REPUBLIKA.CO.ID, JAKARTA -- Pengamat pertanian Dwi Andreas Santosa mengatakan, saat ini sudah saatnya pemerintah menambahkan stok beras nasional.
Pasalnya, sejak Desember 2015 sampai Maret 2016 diprediksi masih tetap paceklik dan jikalau ada panen maka jumlahnya tidak mencukupi.
"Sebenarnya, istilah menambahkan stok bisa dari dalam negeri dengan peningkatan panen atau dari luar negeri dengan impor," ujar Dwi kepada Republika, Rabu (6/1).

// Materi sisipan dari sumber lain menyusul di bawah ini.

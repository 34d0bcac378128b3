//! 运维控制通道。
//!
//! 控制命令（每行一条，动词区分大小写）：
//!
//! ```text
//! SET_STATE <id> <state>   → OK <id> <state> | 404 NOT FOUND
//! RELOAD                   → OK devices=<n> rules=<m>
//! STATUS                   → OK pending=<n> devices=<n> rules=<m> sessions=<k>
//! SHUTDOWN | FORWARD_QUIT  → OK SHUTTING DOWN
//! 其他                      → 400 INVALID COMMAND
//! ```
//!
//! 本地 TCP 管理端口与标准输入控制台共用同一个 `ControlService`。

mod listener;
mod shutdown;

pub use listener::{ControlListener, run_console, spawn_console};
pub use shutdown::{ShutdownCoordinator, ShutdownReport};

use std::sync::Arc;
use tracing::{error, info, warn};
use wavy_pipeline::Pipeline;
use wavy_storage::{LoadSummary, SetStateOutcome, StateRegistry, StorageError};

/// 控制链路错误。
#[derive(Debug, thiserror::Error)]
pub enum ControlError {
    #[error("invalid command: {0}")]
    InvalidCommand(String),
    #[error("storage error: {0}")]
    Storage(#[from] StorageError),
    #[error("io error: {0}")]
    Io(#[from] std::io::Error),
}

/// 控制命令。
#[derive(Debug, Clone, PartialEq, Eq)]
pub enum ControlCommand {
    SetState { device_id: String, state: String },
    Reload,
    Status,
    Shutdown,
}

impl ControlCommand {
    pub fn parse(line: &str) -> Result<Self, ControlError> {
        let parts: Vec<&str> = line.split_whitespace().collect();
        match parts.as_slice() {
            ["SET_STATE", device_id, state] => Ok(Self::SetState {
                device_id: device_id.to_string(),
                state: state.to_string(),
            }),
            ["RELOAD"] => Ok(Self::Reload),
            ["STATUS"] => Ok(Self::Status),
            ["SHUTDOWN"] | ["FORWARD_QUIT"] => Ok(Self::Shutdown),
            _ => Err(ControlError::InvalidCommand(line.trim().to_string())),
        }
    }
}

/// 运行状态快照。
#[derive(Debug, Clone, Copy, PartialEq, Eq)]
pub struct StatusReport {
    pub pending: usize,
    pub devices: usize,
    pub rules: usize,
    pub sessions: usize,
}

/// 控制服务：把控制命令落到与请求路径相同的状态接口上。
#[derive(Clone)]
pub struct ControlService {
    registry: Arc<StateRegistry>,
    pipeline: Pipeline,
    shutdown: Arc<ShutdownCoordinator>,
}

impl ControlService {
    pub fn new(
        registry: Arc<StateRegistry>,
        pipeline: Pipeline,
        shutdown: Arc<ShutdownCoordinator>,
    ) -> Self {
        Self {
            registry,
            pipeline,
            shutdown,
        }
    }

    /// 修改设备状态并写回外部源；未知设备不新建。
    pub async fn set_state(
        &self,
        device_id: &str,
        state: &str,
    ) -> Result<SetStateOutcome, ControlError> {
        let outcome = self.registry.set_state(device_id, state).await?;
        if let SetStateOutcome::Updated(record) = &outcome {
            wavy_telemetry::record_state_update();
            info!(
                target: "wavy.control",
                device_id = %record.device_id,
                state = %record.state,
                "device_state_updated"
            );
        }
        Ok(outcome)
    }

    pub async fn reload(&self) -> Result<LoadSummary, ControlError> {
        Ok(self.registry.reload().await?)
    }

    pub async fn status(&self) -> Result<StatusReport, ControlError> {
        let counts = self.registry.counts().await?;
        Ok(StatusReport {
            pending: self.pipeline.pending().await,
            devices: counts.devices,
            rules: counts.rules,
            sessions: self.shutdown.active_sessions(),
        })
    }

    /// 触发停机（后台执行）。
    pub fn shutdown(&self) {
        self.shutdown.trigger("control");
    }

    /// 执行一行控制命令，返回应答行（不含换行）。
    pub async fn handle_line(&self, line: &str) -> String {
        let command = match ControlCommand::parse(line) {
            Ok(command) => command,
            Err(e) => {
                warn!(target: "wavy.control", error = %e, "control_command_invalid");
                return "400 INVALID COMMAND".to_string();
            }
        };
        match command {
            ControlCommand::SetState { device_id, state } => {
                match self.set_state(&device_id, &state).await {
                    Ok(SetStateOutcome::Updated(record)) => {
                        format!("OK {} {}", record.device_id, record.state)
                    }
                    Ok(SetStateOutcome::NotFound) => {
                        warn!(target: "wavy.control", device_id = %device_id, "device_state_not_found");
                        "404 NOT FOUND".to_string()
                    }
                    Err(e) => store_failure("set_state", e),
                }
            }
            ControlCommand::Reload => match self.reload().await {
                Ok(summary) => format!("OK devices={} rules={}", summary.devices, summary.rules),
                Err(e) => store_failure("reload", e),
            },
            ControlCommand::Status => match self.status().await {
                Ok(status) => format!(
                    "OK pending={} devices={} rules={} sessions={}",
                    status.pending, status.devices, status.rules, status.sessions
                ),
                Err(e) => store_failure("status", e),
            },
            ControlCommand::Shutdown => {
                self.shutdown();
                "OK SHUTTING DOWN".to_string()
            }
        }
    }
}

fn store_failure(operation: &'static str, e: ControlError) -> String {
    error!(target: "wavy.control", operation, error = %e, "control_store_failed");
    format!("500 STORE ERROR: {}", e)
}
//! 静态外部源（测试与演示用）。
//!
//! 回写内容保存在内存中，可通过 `saved_devices` 检查写穿结果。

use crate::error::StorageError;
use crate::models::{DeviceRecord, RoutingRule};
use crate::traits::TableSource;
use std::sync::RwLock;

pub struct StaticTableSource {
    devices: RwLock<Vec<DeviceRecord>>,
    rules: RwLock<Vec<RoutingRule>>,
    saves: RwLock<u64>,
}

impl StaticTableSource {
    pub fn new(devices: Vec<DeviceRecord>, rules: Vec<RoutingRule>) -> Self {
        Self {
            devices: RwLock::new(devices),
            rules: RwLock::new(rules),
            saves: RwLock::new(0),
        }
    }

    /// 空源：模拟外部配置缺失。
    pub fn empty() -> Self {
        Self::new(Vec::new(), Vec::new())
    }

    /// 最近一次回写（或初始）的设备表。
    pub fn saved_devices(&self) -> Vec<DeviceRecord> {
        self.devices
            .read()
            .map(|items| items.clone())
            .unwrap_or_default()
    }

    /// 回写次数。
    pub fn save_count(&self) -> u64 {
        self.saves.read().map(|count| *count).unwrap_or_default()
    }

    /// 替换路由表内容（模拟外部修改后重载）。
    pub fn set_rules(&self, rules: Vec<RoutingRule>) {
        if let Ok(mut items) = self.rules.write() {
            *items = rules;
        }
    }
}

#[async_trait::async_trait]
impl TableSource for StaticTableSource {
    async fn load_devices(&self) -> Result<Vec<DeviceRecord>, StorageError> {
        let items = self
            .devices
            .read()
            .map_err(|_| StorageError::new("lock failed"))?;
        Ok(items.clone())
    }

    async fn save_devices(&self, records: &[DeviceRecord]) -> Result<(), StorageError> {
        let mut items = self
            .devices
            .write()
            .map_err(|_| StorageError::new("lock failed"))?;
        *items = records.to_vec();
        let mut saves = self
            .saves
            .write()
            .map_err(|_| StorageError::new("lock failed"))?;
        *saves += 1;
        Ok(())
    }

    async fn load_rules(&self) -> Result<Vec<RoutingRule>, StorageError> {
        let items = self
            .rules
            .read()
            .map_err(|_| StorageError::new("lock failed"))?;
        Ok(items.clone())
    }
}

Dwi mengatakan, pemerintah perlu waspada dalam mengambil keputusan untuk menambah stok beras nasional. Karena, jika pemerintah terlambat memutuskan sesuatu maka risikonya tinggi. Apalagi, harga beras saat ini sudah mencapai rekor tertinggi dan kencenderungannya selalu naik.
Dwi mencontohkan, harga beras premium pada awal 2016 sudah mencapai Rp. 10.700 per kilogram. Padahal, pada awal 2015 lalu harga beras hanya berkisar di level Rp. 9000 per kilogram.
Sementara itu, menurut Dwi stok beras saat ini sudah tipis dan impor dari Vietnam serta Thailand diprediksi masih belum bisa mencukupi kebutuhan stok nasional.
Dwi mengatakan, penambahan stok menjadi relevan karena ketika harga beras naik yang dirugikan bukan hanya konsumen, tapi juga petani kecil.
"Saat ini petani gak pegang gabah maupun beras sehingga mereka juga susah," kata Dwi.
Dwi menyambut baik rencana pemerintah untuk melakukan diversifikasi impor beras dari Pakistan dan India. Hal ini merupakan pembelajaran dari kejadian sebelumnya yakni pemerintah terlambat untuk memutuskan impor, sehingga beras dari Vietnam dan Thailand sebagian besar sudah diborong oleh Filipina. Ini menyebabkan stok beras internasional menipis.
Namun, menurut Dwi, pemerintah juga harus jeli menghitung stok beras yang ada di India dan Pakistan. Pasalnya, saat ini India juga sedang mengalami kesulitan stok beras sehingga harus impor.